The next morning we left early and headed up to 4900m to the nearby thermal activity region, for a look at Bolivia’s answer to Rotovegas (Rotorua): Sol de Manana. While it didn’t have the sheer size of Rotorua, this area of Geysers and boiling mud was very impressive - the high mineral content of the soil meant the mud was often pink, red, white or yellowy in colour. The geysers often covered the whole area in steam too, which made for some nifty photo opportunities too. There was no sign of any human structures of any kind in the whole area; it felt as though we could have been the first people ever to go there, which was very cool indeed. Next we drove to a nearby hill top, for the sole purpose of having reached 5000m above sea level… strangely satisfying!!
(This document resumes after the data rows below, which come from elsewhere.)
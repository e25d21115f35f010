//! Scripted rally for the match screen
//!
//! There is no physics here: the ball flies along fixed parabolas between
//! the two blobs and the receiving blob walks to where the ball comes down.
//! It exists to drive `draw_game` with believable snapshots.

use crate::geometry::Vector2;
use crate::match_state::{MatchSnapshot, PlayerSide};

/// Frames one flight from blob to blob takes
pub const FLIGHT_FRAMES: u32 = 90;

const GROUND_Y: f32 = 455.5;
/// Ball height when touching a blob's head
const CONTACT_Y: f32 = 360.0;
const APEX_HEIGHT: f32 = 220.0;
const SPIN_PER_FRAME: f32 = 0.15;
const WALK_ANIMATION_SPEED: f32 = 0.2;

const LEFT_SPOTS: [f32; 3] = [200.0, 150.0, 260.0];
const RIGHT_SPOTS: [f32; 3] = [600.0, 650.0, 540.0];

/// One frame of the rally
#[derive(Debug, Clone, PartialEq)]
pub struct DemoFrame {
    pub snapshot: MatchSnapshot,
    /// Blob that touched the ball this frame, and where
    pub hit: Option<(PlayerSide, Vector2)>,
}

#[derive(Debug, Default)]
pub struct DemoRally {
    frame: u32,
    flight: u32,
    rotation: f32,
}

impl DemoRally {
    pub fn new() -> Self {
        Self::default()
    }

    /// Side hitting the ball in the current flight
    pub fn hitter(&self) -> PlayerSide {
        if self.flight % 2 == 0 {
            PlayerSide::Left
        } else {
            PlayerSide::Right
        }
    }

    /// Produces the current frame and advances the script
    pub fn step(&mut self) -> DemoFrame {
        let snapshot = self.snapshot();
        let hit = (self.frame == 0).then(|| (self.hitter(), snapshot.ball_position));

        let direction = match self.hitter() {
            PlayerSide::Left => 1.0,
            PlayerSide::Right => -1.0,
        };
        self.rotation = (self.rotation + direction * SPIN_PER_FRAME).rem_euclid(std::f32::consts::TAU);

        self.frame += 1;
        if self.frame >= FLIGHT_FRAMES {
            self.frame = 0;
            self.flight += 1;
        }

        DemoFrame { snapshot, hit }
    }

    pub fn snapshot(&self) -> MatchSnapshot {
        let t = self.frame as f32 / FLIGHT_FRAMES as f32;
        let hitter = self.hitter();
        let receiver = hitter.other();

        let start = spot(hitter, self.flight);
        let landing = spot(receiver, self.flight + 1);
        let ball_x = start + (landing - start) * t;
        let ball_y = CONTACT_Y - 4.0 * APEX_HEIGHT * t * (1.0 - t);

        // The receiver was the hitter of the previous flight
        let receiver_from = spot(receiver, self.flight.wrapping_sub(1));
        let receiver_x = receiver_from + (landing - receiver_from) * t;

        let mut blob_positions = [Vector2::ZERO; 2];
        blob_positions[hitter.index()] = Vector2::new(start, GROUND_Y);
        blob_positions[receiver.index()] = Vector2::new(receiver_x, GROUND_Y);

        let mut blob_states = [0.0; 2];
        if receiver_from != landing {
            blob_states[receiver.index()] = self.frame as f32 * WALK_ANIMATION_SPEED;
        }

        MatchSnapshot {
            ball_position: Vector2::new(ball_x, ball_y),
            ball_rotation: self.rotation,
            blob_positions,
            blob_states,
        }
    }
}

fn spot(side: PlayerSide, flight: u32) -> f32 {
    let spots = match side {
        PlayerSide::Left => &LEFT_SPOTS,
        PlayerSide::Right => &RIGHT_SPOTS,
    };
    spots[(flight % spots.len() as u32) as usize]
}
//! Hot/active/focus bookkeeping for the immediate-mode GUI
//!
//! A widget is *hot* while the pointer is over it and *active* in the one
//! frame it gets triggered. Triggering by pointer requires the widget to have
//! been hot in the previous frame as well, so a click that lands on a widget
//! which only appeared this frame does nothing.
//!
//! Keyboard focus is a separate cursor over the focusable widgets, in the
//! order they are called. It survives between frames because widget ids are
//! stable from one frame to the next.

use std::collections::HashSet;

use log::warn;

use crate::input::KeyAction;

pub type WidgetId = u32;

#[derive(Debug, Clone, Copy, PartialEq, Eq)]
enum Focus {
    /// No widget has keyboard focus
    Unset,
    /// The next focusable widget takes focus (after Down)
    Advance,
    On(WidgetId),
}

/// What keyboard navigation did to one widget this frame
#[derive(Debug, Clone, Copy, Default, PartialEq, Eq)]
pub struct Navigation {
    pub focused: bool,
    /// Focus moved away from this widget by Up/Down
    pub left: bool,
    /// Select was pressed while this widget had focus
    pub confirmed: bool,
}

#[derive(Debug)]
pub struct WidgetState {
    hot: Option<WidgetId>,
    previous_hot: Option<WidgetId>,
    active: Option<WidgetId>,
    held: Option<WidgetId>,
    focus: Focus,
    last_widget: Option<WidgetId>,
    previous_last_widget: Option<WidgetId>,
    pending_key: Option<KeyAction>,
    seen: HashSet<WidgetId>,
    duplicates: u32,
    inactive: bool,
}

impl WidgetState {
    pub fn new() -> Self {
        WidgetState {
            hot: None,
            previous_hot: None,
            active: None,
            held: None,
            focus: Focus::Unset,
            last_widget: None,
            previous_last_widget: None,
            pending_key: None,
            seen: HashSet::new(),
            duplicates: 0,
            inactive: false,
        }
    }

    /// Starts a frame: rolls hot over to previous-hot and forgets the
    /// per-frame registrations
    pub fn begin(&mut self, key: Option<KeyAction>, pointer_held: bool) {
        self.previous_hot = self.hot.take();
        self.active = None;
        self.previous_last_widget = self.last_widget.take();
        self.pending_key = key;
        self.seen.clear();
        if !pointer_held {
            self.held = None;
        }
    }

    /// Records that `id` was used this frame. Returns false for a duplicate.
    pub fn register(&mut self, id: WidgetId) -> bool {
        if self.seen.insert(id) {
            return true;
        }
        self.duplicates += 1;
        warn!("GUI widget id {} used more than once in one frame", id);
        false
    }

    /// Marks `id` hot when the pointer is inside it. Later calls win.
    pub fn hover(&mut self, id: WidgetId, inside: bool) -> bool {
        if self.inactive || !inside {
            return false;
        }
        self.hot = Some(id);
        true
    }

    /// Makes `id` the active widget of this frame if `fired` and no other
    /// widget got there first
    pub fn trigger(&mut self, id: WidgetId, fired: bool) -> bool {
        if self.inactive || !fired || self.active.is_some() {
            return false;
        }
        self.active = Some(id);
        true
    }

    /// Pointer trigger: a release while the widget is hot now and was hot
    /// in the previous frame
    pub fn pointer_trigger(&mut self, id: WidgetId, hot: bool, released: bool) -> bool {
        let fired = released && hot && self.previous_hot == Some(id);
        self.trigger(id, fired)
    }

    /// Pointer drag capture. The widget pressed on keeps the drag until the
    /// button goes up, even when the pointer leaves it.
    pub fn hold(&mut self, id: WidgetId, hot: bool, pointer_held: bool) -> bool {
        if self.inactive || !pointer_held {
            return false;
        }
        if hot && self.held.is_none() {
            self.held = Some(id);
        }
        self.held == Some(id)
    }

    /// Runs keyboard navigation for a focusable widget. Must be called once
    /// per focusable widget, in drawing order.
    pub fn navigate(&mut self, id: WidgetId) -> Navigation {
        let mut navigation = Navigation::default();
        if !self.inactive {
            if self.focus == Focus::Advance {
                self.focus = Focus::On(id);
            }
            match (self.focus, self.pending_key) {
                (Focus::Unset, Some(KeyAction::Down)) => {
                    self.focus = Focus::On(id);
                    self.pending_key = None;
                }
                (Focus::Unset, Some(KeyAction::Up)) => {
                    if let Some(last) = self.previous_last_widget {
                        self.focus = Focus::On(last);
                        self.pending_key = None;
                    }
                }
                (Focus::On(focused), Some(KeyAction::Down)) if focused == id => {
                    self.focus = Focus::Advance;
                    self.pending_key = None;
                    navigation.left = true;
                }
                (Focus::On(focused), Some(KeyAction::Up)) if focused == id => {
                    let previous = self.last_widget.or(self.previous_last_widget).unwrap_or(id);
                    self.focus = Focus::On(previous);
                    self.pending_key = None;
                    navigation.left = previous != id;
                }
                (Focus::On(focused), Some(KeyAction::Select)) if focused == id => {
                    self.pending_key = None;
                    navigation.confirmed = true;
                }
                _ => {}
            }
            navigation.focused = self.focus == Focus::On(id);
        }
        self.last_widget = Some(id);
        navigation
    }

    /// Hands the pending key to the focused widget if it is one of `keys`,
    /// consuming it
    pub fn take_key(&mut self, id: WidgetId, keys: &[KeyAction]) -> Option<KeyAction> {
        if self.inactive || self.focus != Focus::On(id) {
            return None;
        }
        let key = self.pending_key.filter(|key| keys.contains(key))?;
        self.pending_key = None;
        Some(key)
    }

    pub fn set_focus(&mut self, id: WidgetId) {
        self.focus = Focus::On(id);
    }

    /// Clears keyboard focus and any drag in progress
    pub fn reset_selection(&mut self) {
        self.focus = Focus::Unset;
        self.held = None;
    }

    pub fn set_inactive(&mut self, inactive: bool) {
        self.inactive = inactive;
    }

    pub fn is_inactive(&self) -> bool {
        self.inactive
    }

    #[cfg(test)]
    pub fn hot(&self) -> Option<WidgetId> {
        self.hot
    }

    pub fn active(&self) -> Option<WidgetId> {
        self.active
    }

    pub fn focused(&self) -> Option<WidgetId> {
        match self.focus {
            Focus::On(id) => Some(id),
            _ => None,
        }
    }

    pub fn duplicate_ids(&self) -> u32 {
        self.duplicates
    }
}

impl Default for WidgetState {
    fn default() -> Self {
        Self::new()
    }
}

#[cfg(test)]
mod tests {
    use super::*;

    /// One frame with a single button-like widget
    fn frame(state: &mut WidgetState, id: WidgetId, inside: bool, released: bool) -> bool {
        state.begin(None, false);
        state.register(id);
        let hot = state.hover(id, inside);
        state.pointer_trigger(id, hot, released)
    }

    #[test]
    fn test_no_input_keeps_active_unchanged() {
        let mut state = WidgetState::new();
        frame(&mut state, 1, true, false);
        let before = state.active();
        frame(&mut state, 1, true, false);
        assert_eq!(state.active(), before);
        assert_eq!(state.active(), None);
    }

    #[test]
    fn test_release_triggers_once() {
        let mut state = WidgetState::new();
        frame(&mut state, 7, true, false);
        assert_eq!(state.hot(), Some(7));

        assert!(frame(&mut state, 7, true, true));
        assert_eq!(state.active(), Some(7));

        assert!(!frame(&mut state, 7, true, false));
        assert_eq!(state.active(), None);
    }

    #[test]
    fn test_release_needs_previous_hot() {
        let mut state = WidgetState::new();
        assert!(!frame(&mut state, 3, true, true));
        assert_eq!(state.active(), None);
    }

    #[test]
    fn test_only_one_active_per_frame() {
        let mut state = WidgetState::new();
        for released in [false, true] {
            state.begin(None, false);
            for id in [1, 2] {
                state.register(id);
                let hot = state.hover(id, true);
                state.pointer_trigger(id, hot, released);
            }
        }
        // Both overlap; only the previous-frame hot (the last one) triggers
        assert_eq!(state.active(), Some(2));
    }

    #[test]
    fn test_duplicate_ids_counted() {
        let mut state = WidgetState::new();
        state.begin(None, false);
        assert!(state.register(4));
        assert!(!state.register(4));
        assert_eq!(state.duplicate_ids(), 1);

        state.begin(None, false);
        assert!(state.register(4));
        assert_eq!(state.duplicate_ids(), 1);
    }

    fn navigate_frame(state: &mut WidgetState, key: Option<KeyAction>, ids: &[WidgetId]) -> Vec<Navigation> {
        state.begin(key, false);
        ids.iter().map(|&id| state.navigate(id)).collect()
    }

    #[test]
    fn test_focus_moves_down_and_wraps() {
        let mut state = WidgetState::new();
        let ids = [10, 11, 12];
        navigate_frame(&mut state, None, &ids);
        assert_eq!(state.focused(), None);

        navigate_frame(&mut state, Some(KeyAction::Down), &ids);
        assert_eq!(state.focused(), Some(10));

        let nav = navigate_frame(&mut state, Some(KeyAction::Down), &ids);
        assert!(nav[0].left);
        assert!(nav[1].focused);
        assert_eq!(state.focused(), Some(11));

        navigate_frame(&mut state, Some(KeyAction::Down), &ids);
        navigate_frame(&mut state, Some(KeyAction::Down), &ids);
        // Off the end: the first widget picks it up on the next frame
        assert_eq!(state.focused(), None);
        navigate_frame(&mut state, None, &ids);
        assert_eq!(state.focused(), Some(10));
    }

    #[test]
    fn test_focus_moves_up_and_wraps() {
        let mut state = WidgetState::new();
        let ids = [1, 2, 3];
        navigate_frame(&mut state, None, &ids);
        navigate_frame(&mut state, Some(KeyAction::Down), &ids);
        assert_eq!(state.focused(), Some(1));

        navigate_frame(&mut state, Some(KeyAction::Up), &ids);
        assert_eq!(state.focused(), Some(3));

        navigate_frame(&mut state, Some(KeyAction::Up), &ids);
        assert_eq!(state.focused(), Some(2));
    }

    #[test]
    fn test_select_confirms_focused_only() {
        let mut state = WidgetState::new();
        let ids = [1, 2];
        navigate_frame(&mut state, Some(KeyAction::Down), &ids);
        let nav = navigate_frame(&mut state, Some(KeyAction::Select), &ids);
        assert!(nav[0].confirmed);
        assert!(!nav[1].confirmed);
    }

    #[test]
    fn test_take_key_only_for_focused() {
        let mut state = WidgetState::new();
        navigate_frame(&mut state, Some(KeyAction::Down), &[1, 2]);
        state.begin(Some(KeyAction::Left), false);
        state.navigate(1);
        state.navigate(2);
        let arrows = [KeyAction::Left, KeyAction::Right];
        assert_eq!(state.take_key(2, &arrows), None);
        assert_eq!(state.take_key(1, &[KeyAction::Home]), None);
        assert_eq!(state.take_key(1, &arrows), Some(KeyAction::Left));
        assert_eq!(state.take_key(1, &arrows), None);
    }

    #[test]
    fn test_inactive_ignores_input() {
        let mut state = WidgetState::new();
        frame(&mut state, 1, true, false);
        state.set_inactive(true);
        assert!(!frame(&mut state, 1, true, true));
        assert_eq!(state.hot(), None);

        state.begin(Some(KeyAction::Down), false);
        assert!(!state.navigate(1).focused);
    }

    #[test]
    fn test_hold_keeps_drag_outside() {
        let mut state = WidgetState::new();
        state.begin(None, true);
        assert!(state.hold(5, true, true));
        state.begin(None, true);
        assert!(state.hold(5, false, true));
        assert!(!state.hold(6, true, true));
        state.begin(None, false);
        assert!(!state.hold(5, false, false));
    }

    #[test]
    fn test_reset_selection_clears_focus() {
        let mut state = WidgetState::new();
        navigate_frame(&mut state, Some(KeyAction::Down), &[1]);
        assert_eq!(state.focused(), Some(1));
        state.reset_selection();
        assert_eq!(state.focused(), None);
    }
}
Our next stop were the hot springs, this was a bit of a laugh actually, there was one piddley little pool near a lake which was quite nice and warm, the Europeans in our group were in awe of it, while we could only smile and try not to think of Waiwera, Parakai, Rotorua etc etc etc!! Next we drove to Laguna Verde, which was our last stop in Bolivia. This was actually pretty cool, the lake rests in an area of rich copper deposits and thus is an awesome emerald green - very striking amongst the barren landscape all around! Leaving Laguna Verde we had a short drive to the tiny shack that was the Bolivian immigration department, for entry into Chile.

Bolivia has to be one of the most underrated tourist destinations on the planet, it has so many amazing sights to offer, yet all you really hear about it (if you hear anything at all!) is the salt flats. We were both so impressed with the country as a whole, its not the easiest place to travel, but one of the most rewarding!

Next stop, San Pedro de Acatema, Chile!!